##### MATERIAL TO PROCESS

// ─────────────────────────────────────────────────────────────────────
// SPH Binning — Thread Pool Runner
// © 1998–2026 Miroslav Šotek. All rights reserved.
// Contact: www.anulum.li | protoscience@anulum.li
// ORCID: https://orcid.org/0009-0009-3560-0851
// License: GNU AGPL v3 | Commercial licensing available
// ─────────────────────────────────────────────────────────────────────
//! Runs a parallel binning pass on the pool the configuration asks for.

use sphbin_types::config::BinningConfig;
use sphbin_types::error::BinningResult;

/// Execute `op` inside a dedicated rayon pool of `config.num_threads`
/// workers, or on the global pool when no thread count is set.
pub fn run_in_pool<R, F>(config: &BinningConfig, op: F) -> BinningResult<R>
where
    R: Send,
    F: FnOnce() -> R + Send,
{
    match config.num_threads {
        Some(n) => {
            let pool = rayon::ThreadPoolBuilder::new().num_threads(n).build()?;
            log::trace!("running binning pass on dedicated pool of {n} threads");
            Ok(pool.install(op))
        }
        None => Ok(op()),
    }
}

#[cfg(test)]
mod tests {
    use super::*;

    #[test]
    fn test_dedicated_pool_size() {
        let mut config = BinningConfig::default();
        config.num_threads = Some(3);
        let n = run_in_pool(&config, rayon::current_num_threads).unwrap();
        assert_eq!(n, 3);
    }

    #[test]
    fn test_global_pool_passthrough() {
        let config = BinningConfig::default();
        let v = run_in_pool(&config, || 41 + 1).unwrap();
        assert_eq!(v, 42);
    }
}
// ─────────────────────────────────────────────────────────────────────
// SPH Binning — Grid Binner
// © 1998–2026 Miroslav Šotek. All rights reserved.
// Contact: www.anulum.li | protoscience@anulum.li
// ORCID: https://orcid.org/0009-0009-3560-0851
// License: GNU AGPL v3 | Commercial licensing available
// ─────────────────────────────────────────────────────────────────────
//! SPH particle deposition onto regular 2D/3D grids.
//!
//! Each particle spreads `qty * dV` over the cells its kernel support
//! overlaps. Kernel weights are sampled at cell centers and renormalized by
//! their in-grid sum, so a particle whose support is clipped by the grid
//! boundary still deposits its full amount into the cells it does reach.
//! Particles whose in-grid weight is negligible fall back to depositing
//! into the single cell that contains them.
//!
//! The grid is row-major over the caller's axis order (last axis fastest).
//! Workers accumulate through [`AtomicF64`], so the result does not depend
//! on the order particles are processed in.

use crate::runner::run_in_pool;
use ndarray::{ArrayD, IxDyn};
use rayon::prelude::*;
use sphbin_math::atomic::{into_values, zeroed_buffer, AtomicF64};
use sphbin_math::kernels::Kernel;
use sphbin_math::nested::IndexBox;
use sphbin_math::periodic::dist_periodic;
use sphbin_types::config::BinningConfig;
use sphbin_types::constants::NEGLIGIBLE_KERNEL_INTEGRAL;
use sphbin_types::error::{BinningError, BinningResult};
use sphbin_types::state::{GridParticles, GridSpec, Periodicity};

/// True if any axis index lies outside `[0, npx[k])`.
#[inline]
pub fn out_of_grid<const D: usize>(i: &[isize; D], npx: &[usize; D]) -> bool {
    (0..D).any(|k| i[k] < 0 || i[k] as usize >= npx[k])
}

/// True if a clamped cell range touches the grid boundary on any axis.
#[inline]
pub fn extents_out_of_grid<const D: usize>(
    i_min: &[usize; D],
    i_max: &[usize; D],
    npx: &[usize; D],
) -> bool {
    (0..D).any(|k| i_min[k] == 0 || i_max[k] == npx[k])
}

/// Row-major flat offset of a cell, last axis fastest.
#[inline]
pub fn linear_index<const D: usize>(i: &[usize; D], npx: &[usize; D]) -> usize {
    let mut flat = 0usize;
    for k in 0..D {
        flat = flat * npx[k] + i[k];
    }
    flat
}

/// Cells overlapped by `pos ± h`, clamped to the grid.
pub fn cell_range<const D: usize>(pos: &[f64; D], h: f64, spec: &GridSpec<D>) -> IndexBox<D> {
    let mut lo = [0usize; D];
    let mut hi = [0usize; D];
    for k in 0..D {
        let x = pos[k] - spec.extent[k][0];
        // float -> usize casts saturate: negatives and NaN become 0
        lo[k] = (((x - h) / spec.res[k]).max(0.0) as usize).min(spec.npx[k]);
        hi[k] = (((x + h) / spec.res[k] + 1.0) as usize).min(spec.npx[k]);
    }
    IndexBox::new(lo, hi)
}

/// Signed index of the cell containing `pos`; may lie outside the grid.
/// Non-finite coordinates map to `-1`, which is always out of grid.
pub fn containing_cell<const D: usize>(pos: &[f64; D], spec: &GridSpec<D>) -> [isize; D] {
    let mut i = [0isize; D];
    for k in 0..D {
        let x = ((pos[k] - spec.extent[k][0]) / spec.res[k]).floor();
        i[k] = if x.is_finite() { x as isize } else { -1 };
    }
    i
}

#[inline]
fn cell_center<const D: usize>(i: &[usize; D], spec: &GridSpec<D>) -> [f64; D] {
    let mut r = [0.0; D];
    for k in 0..D {
        r[k] = spec.cell_center(k, i[k]);
    }
    r
}

/// How a single particle ended up on the grid.
#[derive(Debug, Clone, Copy, PartialEq, Eq)]
pub enum Deposit {
    /// Spread over its kernel support.
    Spread,
    /// Unresolved kernel; dropped into the containing cell.
    NearestCell,
    /// Unresolved kernel and containing cell outside the grid.
    Discarded,
}

/// Per-call deposit counts, used for logging.
#[derive(Debug, Clone, Copy, Default, PartialEq, Eq)]
pub struct DepositTally {
    pub spread: usize,
    pub nearest_cell: usize,
    pub discarded: usize,
}

impl DepositTally {
    fn record(mut self, deposit: Deposit) -> Self {
        match deposit {
            Deposit::Spread => self.spread += 1,
            Deposit::NearestCell => self.nearest_cell += 1,
            Deposit::Discarded => self.discarded += 1,
        }
        self
    }

    fn merge(self, other: Self) -> Self {
        DepositTally {
            spread: self.spread + other.spread,
            nearest_cell: self.nearest_cell + other.nearest_cell,
            discarded: self.discarded + other.discarded,
        }
    }
}

/// Read-only state shared by all workers of one binning call.
struct GridBinner<'a, const D: usize> {
    spec: &'a GridSpec<D>,
    kernel: &'a Kernel,
    projected: bool,
    periodicity: Periodicity,
    edge_skip_hsml_factor: Option<f64>,
    grid: &'a [AtomicF64],
}

impl<const D: usize> GridBinner<'_, D> {
    #[inline]
    fn weight(&self, cell: &[usize; D], pos: &[f64; D], h: f64) -> f64 {
        let r = cell_center(cell, self.spec);
        let q = dist_periodic(&r, pos, self.periodicity) / h;
        if self.projected {
            self.kernel.proj_value(q, h)
        } else {
            self.kernel.value(q, h)
        }
    }

    fn deposit(&self, pos: &[f64; D], h: f64, dv: f64, qty: f64) -> Deposit {
        let spec = self.spec;
        let cells = cell_range(pos, h, spec);

        let skip_quadrature = match self.edge_skip_hsml_factor {
            Some(factor) => {
                h > factor * spec.res_min && extents_out_of_grid(&cells.lo, &cells.hi, &spec.npx)
            }
            None => false,
        };
        let w_int = if skip_quadrature {
            1.0
        } else {
            cells
                .iter()
                .map(|cell| spec.dv_px * self.weight(&cell, pos, h))
                .sum::<f64>()
        };

        // NaN integrals (invalid h) take this branch too.
        if w_int.is_nan() || w_int < NEGLIGIBLE_KERNEL_INTEGRAL {
            let i = containing_cell(pos, spec);
            if out_of_grid(&i, &spec.npx) {
                return Deposit::Discarded;
            }
            let cell = i.map(|v| v as usize);
            self.grid[linear_index(&cell, &spec.npx)].add(dv / spec.dv_px * qty);
            return Deposit::NearestCell;
        }

        let scale = dv / w_int * qty;
        for cell in cells {
            let w = self.weight(&cell, pos, h);
            if w != 0.0 {
                self.grid[linear_index(&cell, &spec.npx)].add(scale * w);
            }
        }
        Deposit::Spread
    }
}

/// Bin SPH particles onto a `D`-dimensional grid.
///
/// With `projected`, the `D+1` dimensional kernel is integrated along the
/// dropped axis, i.e. 3D particles are projected onto a 2D map and the
/// result is a column quantity. Otherwise the `D` dimensional kernel is
/// used directly.
///
/// Returns an array of shape `spec.npx` with
/// `sum(grid) = sum_j qty[j] * dV[j] / dV_px` for particles whose kernel
/// resolves on the grid.
pub fn bin_grid<const D: usize>(
    particles: &GridParticles<'_, D>,
    spec: &GridSpec<D>,
    config: &BinningConfig,
    projected: bool,
    periodicity: Periodicity,
) -> BinningResult<ArrayD<f64>> {
    config.validate()?;
    let kernel_dim = if projected { D + 1 } else { D };
    let mut kernel = Kernel::new(&config.kernel, kernel_dim)?;
    if projected {
        kernel.generate_projection(config.projection_resolution)?;
    }

    log::debug!(
        "binning {} particles onto {:?} grid with {}D '{}' kernel{}",
        particles.len(),
        spec.npx,
        kernel_dim,
        kernel.kind().name(),
        if kernel.has_projection() { " (projected)" } else { "" }
    );

    let grid = zeroed_buffer(spec.n_cells());
    let binner = GridBinner {
        spec,
        kernel: &kernel,
        projected,
        periodicity,
        edge_skip_hsml_factor: config.edge_skip_hsml_factor,
        grid: &grid,
    };

    let tally = run_in_pool(config, || {
        (0..particles.len())
            .into_par_iter()
            .with_min_len(config.chunk_size)
            .map(|j| {
                binner.deposit(
                    &particles.pos[j],
                    particles.hsml[j],
                    particles.dv[j],
                    particles.qty[j],
                )
            })
            .fold(DepositTally::default, DepositTally::record)
            .reduce(DepositTally::default, DepositTally::merge)
    })?;

    log::debug!(
        "grid binning done: {} spread, {} nearest-cell, {} discarded",
        tally.spread,
        tally.nearest_cell,
        tally.discarded
    );

    ArrayD::from_shape_vec(IxDyn(&spec.npx), into_values(grid))
        .map_err(|e| BinningError::ConfigError(format!("grid shape: {e}")))
}

/// 3D particles onto a 3D grid.
pub fn bin_3d(
    particles: &GridParticles<'_, 3>,
    spec: &GridSpec<3>,
    config: &BinningConfig,
    periodicity: Periodicity,
) -> BinningResult<ArrayD<f64>> {
    bin_grid(particles, spec, config, false, periodicity)
}

/// 2D particles onto a 2D grid.
pub fn bin_2d(
    particles: &GridParticles<'_, 2>,
    spec: &GridSpec<2>,
    config: &BinningConfig,
    periodicity: Periodicity,
) -> BinningResult<ArrayD<f64>> {
    bin_grid(particles, spec, config, false, periodicity)
}

/// 3D particles, given by their two in-plane coordinates, projected onto
/// a 2D map.
pub fn bin_3d_projected_2d(
    particles: &GridParticles<'_, 2>,
    spec: &GridSpec<2>,
    config: &BinningConfig,
    periodicity: Periodicity,
) -> BinningResult<ArrayD<f64>> {
    bin_grid(particles, spec, config, true, periodicity)
}
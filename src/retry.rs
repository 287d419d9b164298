//! Fixed-interval retry for delivery attempts.
//!
//! Every failure is retried the same way: there is no backoff growth, no
//! jitter and no error class that short-circuits the loop.

use anyhow::{Result, anyhow};
use std::future::Future;
use std::time::Duration;
use tracing::error;

use crate::runtime::Runtime;

/// Number of delivery attempts before giving up.
pub const MAX_ATTEMPTS: usize = 5;

/// Pause after each failed attempt.
pub const DEFAULT_RETRY_DELAY: Duration = Duration::from_secs(30);

#[derive(Debug, Clone, Copy, PartialEq, Eq)]
pub struct RetryPolicy {
    pub max_attempts: usize,
    pub delay: Duration,
}

impl Default for RetryPolicy {
    fn default() -> Self {
        Self {
            max_attempts: MAX_ATTEMPTS,
            delay: DEFAULT_RETRY_DELAY,
        }
    }
}

impl RetryPolicy {
    pub fn with_delay(delay: Duration) -> Self {
        Self {
            delay,
            ..Self::default()
        }
    }
}

/// Runs `operation` until it succeeds or `policy.max_attempts` is reached.
///
/// Each failure is logged as `<label> - Unsuccessful: <error> (attempt i out of n)`
/// and followed by a sleep, the final one included. Returns the last error
/// once attempts are exhausted.
pub async fn with_retry<R, F, Fut, T>(
    runtime: &R,
    policy: &RetryPolicy,
    label: &str,
    mut operation: F,
) -> Result<T>
where
    R: Runtime,
    F: FnMut() -> Fut,
    Fut: Future<Output = Result<T>>,
{
    let mut last_error = None;

    for attempt in 1..=policy.max_attempts {
        match operation().await {
            Ok(result) => return Ok(result),
            Err(e) => {
                error!(
                    "{} - Unsuccessful: {:#} (attempt {} out of {})",
                    label, e, attempt, policy.max_attempts
                );

                runtime.sleep(policy.delay).await;
                last_error = Some(e);
            }
        }
    }

    Err(last_error.unwrap_or_else(|| {
        anyhow!("{}: failed after {} attempts", label, policy.max_attempts)
    }))
}
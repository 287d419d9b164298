use anyhow::Result;
use clap::Parser;
use hermes::commands::{config::Options, msg};
use hermes::logging::DEFAULT_LOG_FILE;
use std::path::PathBuf;
use std::time::Duration;

/// Default channel when none is given.
const DEFAULT_CHANNEL: &str = "egg-logs";

/// hermes - post a message to a Slack channel
///
/// The bot token is read from the `slack_token` file next to the executable,
/// or from HERMES_SLACK_TOKEN when set. Failed deliveries are retried 5 times.
///
/// Examples:
///   hermes msg "backup finished"               # Post to #egg-logs
///   hermes -v msg "disk almost full" egg-alerts
#[derive(Parser, Debug)]
#[command(author, version = env!("HERMES_VERSION"), about)]
struct Cli {
    #[command(subcommand)]
    command: Commands,

    /// Echo every log entry to standard output
    #[arg(short, long, global = true)]
    verbose: bool,

    /// File holding the Slack bot token (defaults to slack_token next to the executable)
    #[arg(long, env = "HERMES_TOKEN_FILE", value_name = "PATH", global = true)]
    token_file: Option<PathBuf>,

    /// Slack Web API URL (defaults to https://slack.com/api)
    #[arg(long = "api-url", env = "HERMES_API_URL", value_name = "URL", global = true)]
    api_url: Option<String>,

    /// Log file, rotated at 10 MB with 5 backups
    #[arg(
        long,
        env = "HERMES_LOG_FILE",
        value_name = "PATH",
        default_value = DEFAULT_LOG_FILE,
        global = true
    )]
    log_file: PathBuf,

    /// Seconds to wait between delivery attempts
    #[arg(
        long,
        env = "HERMES_RETRY_DELAY",
        value_name = "SECS",
        default_value_t = 30,
        global = true
    )]
    retry_delay: u64,

    /// Accept tokens without the xoxb- prefix
    #[arg(long, global = true)]
    no_prefix_check: bool,
}

#[derive(clap::Subcommand, Debug)]
enum Commands {
    /// Send a message to a channel
    Msg(MsgArgs),
}

#[derive(clap::Args, Debug)]
pub struct MsgArgs {
    /// Message to send
    #[arg(value_name = "MESSAGE")]
    pub message: String,

    /// Channel to send to, with or without the leading '#'
    #[arg(value_name = "CHANNEL", env = "HERMES_CHANNEL", default_value = DEFAULT_CHANNEL)]
    pub channel: String,
}

impl Cli {
    fn options(&self) -> Options {
        Options {
            token_file: self.token_file.clone(),
            api_url: self.api_url.clone(),
            retry_delay: Duration::from_secs(self.retry_delay),
            check_prefix: !self.no_prefix_check,
        }
    }
}

#[tokio::main]
async fn main() -> Result<()> {
    let cli = Cli::parse();
    hermes::logging::init(&cli.log_file, cli.verbose)?;
    let runtime = hermes::runtime::RealRuntime;
    let options = cli.options();

    match cli.command {
        Commands::Msg(args) => msg(runtime, &options, &args.message, &args.channel).await?,
    }
    Ok(())
}
use anyhow::Result;
use std::path::PathBuf;
use std::time::Duration;
use tracing::debug;

use crate::{
    credential::{TOKEN_PREFIX, default_token_path, load_credential},
    retry::{DEFAULT_RETRY_DELAY, RetryPolicy},
    runtime::Runtime,
    slack::{PostMessage, SlackClient},
};

/// Settings gathered from the command line.
#[derive(Debug, Clone)]
pub struct Options {
    /// Token file; defaults to `slack_token` next to the executable.
    pub token_file: Option<PathBuf>,
    /// Slack Web API base URL.
    pub api_url: Option<String>,
    pub retry_delay: Duration,
    /// Require the `xoxb-` prefix.
    pub check_prefix: bool,
}

impl Default for Options {
    fn default() -> Self {
        Self {
            token_file: None,
            api_url: None,
            retry_delay: DEFAULT_RETRY_DELAY,
            check_prefix: true,
        }
    }
}

pub struct Config<R: Runtime, P: PostMessage> {
    pub runtime: R,
    pub client: P,
    pub retry: RetryPolicy,
}

impl<R: Runtime> Config<R, SlackClient> {
    /// Loads the credential and connects. Nothing here is retried.
    pub fn new(runtime: R, options: &Options) -> Result<Self> {
        let token_path = match &options.token_file {
            Some(path) => path.clone(),
            None => default_token_path(&runtime)?,
        };
        debug!("Reading Slack token from {}", token_path.display());

        let prefix = options.check_prefix.then_some(TOKEN_PREFIX);
        let credential = load_credential(&runtime, &token_path, prefix)?;
        let client = SlackClient::connect(&credential, options.api_url.clone())?;

        Ok(Self {
            runtime,
            client,
            retry: RetryPolicy::with_delay(options.retry_delay),
        })
    }
}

##########

• [WORK TO BE COMPLETED]
Everything above from the line containing "fn options(&self) ->" down to the line containing "let cli = Cli::parse();" is to be transcribed exactly, with both of those lines included and nothing else added.

• [EXERCISE RESULT]
    fn options(&self) -> Options {
        Options {
            token_file: self.token_file.clone(),
            api_url: self.api_url.clone(),
            retry_delay: Duration::from_secs(self.retry_delay),
            check_prefix: !self.no_prefix_check,
        }
    }
}

#[tokio::main]
async fn main() -> Result<()> {
    let cli = Cli::parse();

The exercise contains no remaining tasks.